Bab 8 - Aku Sudah Bucin

36 18 3
                                    

Hatiku berbunga-bunga. Aku kembali mengajak Sora pergi setelah sebelumnya menyeretnya ke mall. Sebenarnya agak sedikit tidak enak, tetapi aku harus melakukannya. Demi menjauhkan gadis pujaanku dari Naomi, sahabat sekaligus seseorang yang merebut pemuda yang disukai Sora.

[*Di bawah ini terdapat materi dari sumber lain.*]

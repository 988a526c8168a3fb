use utoipa::OpenApi;
use utoipa_swagger_ui::SwaggerUi;

#[derive(OpenApi)]
#[openapi(
    info(
        title = "Shop Floor API",
        version = "1.0.0",
        description = r#"
# Shop Floor API

Backend of the manufacturing operations dashboard: admin views over builds,
parts, inventory and work orders, and technician views for the shop floor.

## Session

There is no login. The `gw_mode` cookie (`admin` or `technician`) picks the
navigation and landing page; `gw_tech_id` selects the technician whose work
the floor views show and who is recorded on logged task events.

## Errors

Failures use a single body shape:

```json
{
  "error": "Not Found",
  "message": "Not found: Task 42 not found",
  "request_id": "req-abc123xyz",
  "timestamp": "2025-03-04T10:30:00Z"
}
```
        "#,
        license(
            name = "MIT",
            url = "https://opensource.org/licenses/MIT"
        )
    ),
    servers(
        (url = "http://localhost:8080", description = "Local development")
    ),
    tags(
        (name = "Builds", description = "Build list and detail"),
        (name = "Catalog", description = "Parts and work orders"),
        (name = "Inventory", description = "Availability, reservations and receipts"),
        (name = "Floor", description = "Technician shop floor views and task events"),
        (name = "Admin", description = "Operations summary and technicians"),
        (name = "Session", description = "Mode and technician selection")
    ),
    paths(
        // Writes
        crate::handlers::task_events::log_task_event,
        crate::handlers::allocations::create_allocation,
        crate::handlers::receiving::receive_stock,

        // Admin
        crate::handlers::builds::list_builds,
        crate::handlers::builds::get_build,
        crate::handlers::builds::add_document,
        crate::handlers::parts::list_parts,
        crate::handlers::inventory::list_inventory,
        crate::handlers::work_orders::list_work_orders,
        crate::handlers::work_orders::get_work_order,
        crate::handlers::admin::summary,
        crate::handlers::admin::list_technicians,

        // Floor
        crate::handlers::floor::today,
        crate::handlers::floor::quick_log,
        crate::handlers::floor::station,
        crate::handlers::floor::build_station,
        crate::handlers::floor::stage_requirements,
        crate::handlers::floor::task_instructions,
        crate::handlers::technician::summary,

        // Session
        crate::handlers::session::get_session,
        crate::handlers::session::set_mode,
        crate::handlers::session::set_technician,
    ),
    components(
        schemas(
            crate::handlers::task_events::LogTaskEventRequest,
            crate::handlers::allocations::CreateAllocationRequest,
            crate::handlers::receiving::ReceiveStockRequest,
            crate::handlers::builds::AddDocumentRequest,
            crate::handlers::session::SetModeRequest,
            crate::handlers::session::SetTechnicianRequest,
            crate::models::EventType,
            crate::models::TaskStatus,
            crate::errors::ErrorResponse
        )
    )
)]
pub struct ApiDocV1;

pub fn swagger_ui() -> SwaggerUi {
    SwaggerUi::new("/swagger-ui")
        .url("/api-docs/openapi.json", ApiDocV1::openapi())
        .config(utoipa_swagger_ui::Config::from("/api-docs/openapi.json").try_it_out_enabled(true))
}

#[cfg(test)]
mod tests {
    use super::*;

    #[test]
    fn openapi_lists_floor_and_admin_paths() {
        let openapi = ApiDocV1::openapi();
        let json = serde_json::to_string_pretty(&openapi).unwrap();
        assert!(json.contains("Shop Floor API"));
        assert!(json.contains("/api/v1/task-events"));
        assert!(json.contains("/api/v1/floor/station"));
        assert!(json.contains("/api/v1/admin/summary"));
    }
}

Di novel Cinta Sejati, setelah Naomi dan Kevan memiliki hubungan khusus, secara tidak sadar mereka lebih banyak menghabiskan waktu berdua dibanding bersama Sora. Memang adakalanya pasangan kekasih akan pergi berdua saja, tetapi mereka berada di tahap di mana mereka tidak tahu betapa sakit dan kecewanya Sora sampai dia memilih mengakhiri hidupnya.

Membaca bagian itu membuat hatiku berkedut sakit. Bagaimana bisa mereka meninggalkan temannya seorang diri hanya karena mereka sudah berpacaran? Pun mereka tidak sadar sahabat mereka kesakitan sampai akhirnya memilih jalan terburuk.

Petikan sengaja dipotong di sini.